Chi Square

Occasionally, a researcher will collect data that is categorical in nature. For example, suppose we are interested in whether someone attends church, attends football games, or stays at home on Sundays. We can code the data for purposes of inputting the data into the computer, such that the following scheme is used: 1 = attends church, 2 = attends football games, and 3 = stays home. Suppose we want to see if there is any difference between men and women in regards to how they answer this question. What test can we use?

T test? No, because the data is not metric. The dependent variable (Sunday activity) is nominal and the independent variable is a dichotomous dummy coded variable.

Pearson’s R? No, because we are not interested in the relationship between the variables.

The answer is Chi-square analysis. Chi square is the most commonly encountered statistical test for analyzing nominal data. The test is also known as a nonparametric test because it does not rely upon the same assumptions (normality, metric variables, etc.) as many of the other tests we have discovered.

There are 4 requirements for using the Chi square statistical technique:

The samples must have been randomly selected – this means that the researcher has used a commonly accepted sampling method for choosing which subjects to include. Why is this important? Because the goal of research is to infer results back to the population, and the researcher cannot infer back to the general population if the sample is not adequately selected.

The data must be in nominal form – this means that the data is categorical in nature. This is not a problem, however, because nominal is the lowest form of variable scale and therefore any of the other scales cannot be converted into nominal scale data.

There must be independent cell entries – this means that each subject in the study must only be tested on one condition. If this assumption is violated then a manipulation must be made before Chi square can be conducted on data.

No value for expected frequency should be less than 5 – this rule is highly debated among statisticians, with some claiming that is acceptable to use less than 5, while others argue that less than 5 is only acceptable in larger tables (4x5 table). It should be noted that SPSS will alert the user if one of the cell frequencies drops below 5.

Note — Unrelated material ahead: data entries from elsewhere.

//! Dispatch engine — one stateless run of the due-task pipeline.

use chrono::{DateTime, Utc};
use duebell_core::config::{DispatchConfig, SubscriptionPolicy};
use duebell_core::error::Result;
use duebell_core::traits::{PushTransport, TaskStore};
use std::sync::Arc;
use std::time::{Duration, Instant};

use crate::dispatch::{DeliveryDispatcher, DeliveryJob};
use crate::finder::find_due_tasks;
use crate::outcome::{RunSummary, SkipReason};
use crate::payload::PayloadBuilder;
use crate::resolver::SubscriptionResolver;

/// Owns the collaborators of a run. Holds no state between runs.
pub struct DispatchEngine {
    store: Arc<dyn TaskStore>,
    dispatcher: DeliveryDispatcher,
    payloads: PayloadBuilder,
    policy: SubscriptionPolicy,
    dry_run: bool,
}

impl DispatchEngine {
    pub fn new(
        store: Arc<dyn TaskStore>,
        transport: Arc<dyn PushTransport>,
        config: &DispatchConfig,
    ) -> Self {
        Self {
            store,
            dispatcher: DeliveryDispatcher::new(
                transport,
                Duration::from_secs(config.send_timeout_secs),
                config.max_concurrency,
            ),
            payloads: PayloadBuilder::from_config(config),
            policy: config.policy,
            dry_run: false,
        }
    }

    /// Resolve and build everything, but make no transport calls.
    pub fn with_dry_run(mut self, dry_run: bool) -> Self {
        self.dry_run = dry_run;
        self
    }

    /// One invocation. Errors only when the due set cannot be read; every
    /// per-task and per-send problem ends up in the summary instead.
    pub async fn run(&self, now: DateTime<Utc>) -> Result<RunSummary> {
        let started = Instant::now();
        let due = find_due_tasks(self.store.as_ref(), now).await?;
        let mut summary = RunSummary::new(now, due.len(), self.dry_run);

        if due.is_empty() {
            tracing::info!("😴 No due tasks at {now}");
            summary.duration_ms = started.elapsed().as_millis() as u64;
            return Ok(summary);
        }
        tracing::info!(
            "⏰ {} due task(s) at {now} ({:?} policy, via {})",
            due.len(),
            self.policy,
            self.dispatcher.transport_name()
        );

        let resolver = SubscriptionResolver::new(self.policy, self.store.clone());
        let mut jobs = Vec::new();
        for task in &due {
            let subscriptions = match resolver.resolve(task).await {
                Ok(subs) if subs.is_empty() => {
                    summary.skip(&task.id, SkipReason::NoSubscription);
                    continue;
                }
                Ok(subs) => subs,
                Err(e) => {
                    tracing::warn!("⚠️ Could not resolve subscriptions for {}: {e}", task.id);
                    summary.skip(&task.id, SkipReason::ResolveFailed(e.to_string()));
                    continue;
                }
            };

            let payload = self.payloads.build(task);
            let bytes: Arc<[u8]> = match payload.to_bytes() {
                Ok(bytes) => bytes.into(),
                Err(e) => {
                    summary.skip(&task.id, SkipReason::ResolveFailed(e.to_string()));
                    continue;
                }
            };
            tracing::debug!(
                "📦 {} → {} subscription(s), tag {:?}",
                task.id,
                subscriptions.len(),
                payload.tag
            );
            jobs.extend(subscriptions.into_iter().map(|subscription| DeliveryJob {
                task_id: task.id.clone(),
                subscription,
                payload: bytes.clone(),
            }));
        }

        if self.dry_run {
            for job in &jobs {
                tracing::info!("🧪 Would send {} → {}", job.task_id, job.subscription.id);
            }
        } else {
            for report in self.dispatcher.deliver_all(jobs).await {
                summary.record(report);
            }
        }

        summary.duration_ms = started.elapsed().as_millis() as u64;
        tracing::info!("📊 Run complete: {}", summary.headline());
        if !summary.prunable.is_empty() {
            tracing::info!("🧹 Prunable subscriptions: {}", summary.prunable.join(", "));
        }
        Ok(summary)
    }
}

/// Run the engine on a fixed interval. A failed tick is logged and the loop
/// carries on; the next tick re-evaluates the same due set.
pub async fn spawn_scheduler(engine: Arc<DispatchEngine>, check_interval_secs: u64) {
    tracing::info!("⏰ Scheduler started (check every {}s)", check_interval_secs);

    let mut interval = tokio::time::interval(Duration::from_secs(check_interval_secs.max(1)));
    interval.set_missed_tick_behavior(tokio::time::MissedTickBehavior::Delay);

    loop {
        interval.tick().await;
        if let Err(e) = engine.run(Utc::now()).await {
            tracing::error!("❌ Run failed: {e}");
        }
    }
}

How does Chi square work? Chi square analysis works by examining the frequency of scores that occur in the study. The frequency of scores that are expected are compared with the actual frequency of scores that is observed, in order to determine if the frequency of scores observed differ significantly from that which could be observed due to chance.

The first form of Chi square analysis that we will discuss is that of the 1x k Chi Square. Here the researcher is interested in examining the frequency of scores for one group of data.

For example, suppose a researcher is interested in examining whether one radio station is more popular among teenagers. A random sample of 100 teenagers is selected, and they are categorized on the basis of their radio station preference. The data are as follows:

Station A – 40

Station B – 30

Station C – 20

Station D – 10

These values above are representative of the frequency observed. The next step is to then determine the frequency of scores expected. There are two approaches on how to determine the frequency of scores expected.

The frequency expected due to chance – here the researcher will consider the total number of groups and the number of subjects. Then, the researcher will divide the total number of subjects by the number of groups in the study. In the above example there are 100 subjects in the study and there are 4 groups. Therefore, the frequency expected for each group would be 25.

Frequency based upon prior research in the area of the study. For example, suppose prior studies have shown that 35% of all teenagers listen to station A, 25% to station B, 20% to station C, and 20% to station D. The frequency expected for the above example would be 35, 25, 20, 20.

Once the frequency observed and the frequency expected is determined, the researcher must state their hypotheses, which are written as follows:

The calculated Chi square value is then compared to a table of known critical values. If the calculated value is greater than the table value, then the researcher rejects the null hypothesis. However, if the calculated value is less than the table value, then the researcher will accept the null hypothesis.

To calculate a 1 x k Chi square in SPSS:

Open the data file

Analyze

Nonparametric tests

Chi-Square

Place the test variable into the test variable list

If all categories are equal, then merely leave the area next to "all categories equal" marked.

If there is previous research that guides our expected frequencies, then we enter the expected frequencies into the area labeled "values" and ensure that the area next to "values" is marked.

Click OK

The second form of Chi square is referred to as the r x k Chi square (r by k). This form of Chi square is used when a researcher wishes to examine more than one group and then compare these groups with respect to some observed frequency. Much of the calculations remain the same with the exception of how the researcher selects the frequency expected.

To determine the frequency expected for a r x k Chi square, the data is entered into a contingency table. For example, consider the following there are 4 groups in a study, Group A received Vitamin C and Had influenza (frequency of 10), Group B received Vitamin C and did not have influenza (frequency of 20), Group C received placebo and had influenza (frequency of 15), and Group D received placebo and did not have influenza (frequency of 15). The total number of subjects in this study is 60. Therefore to determine the frequency expected for Group A, we take the sum of the Column that A is in (25) and multiply it by the sum of the Row that A is in (30), then it is divided by the total number of subjects. Therefore, (25 x 30)/60 equals 12.50. The procedure would then be repeated for each group.

The hypotheses are written the same as a 1 x k Chi square and the rules for accepting or rejecting a null hypothesis remain the same as well.

To conduct a r x k Chi square on SPSS:

Open the data file

Analyze

Descriptives

Crosstabs

Move the first group into the row section

Move the second group into the column section

Click statistics

Place a check mark by Chi-square

Click continue

Click OK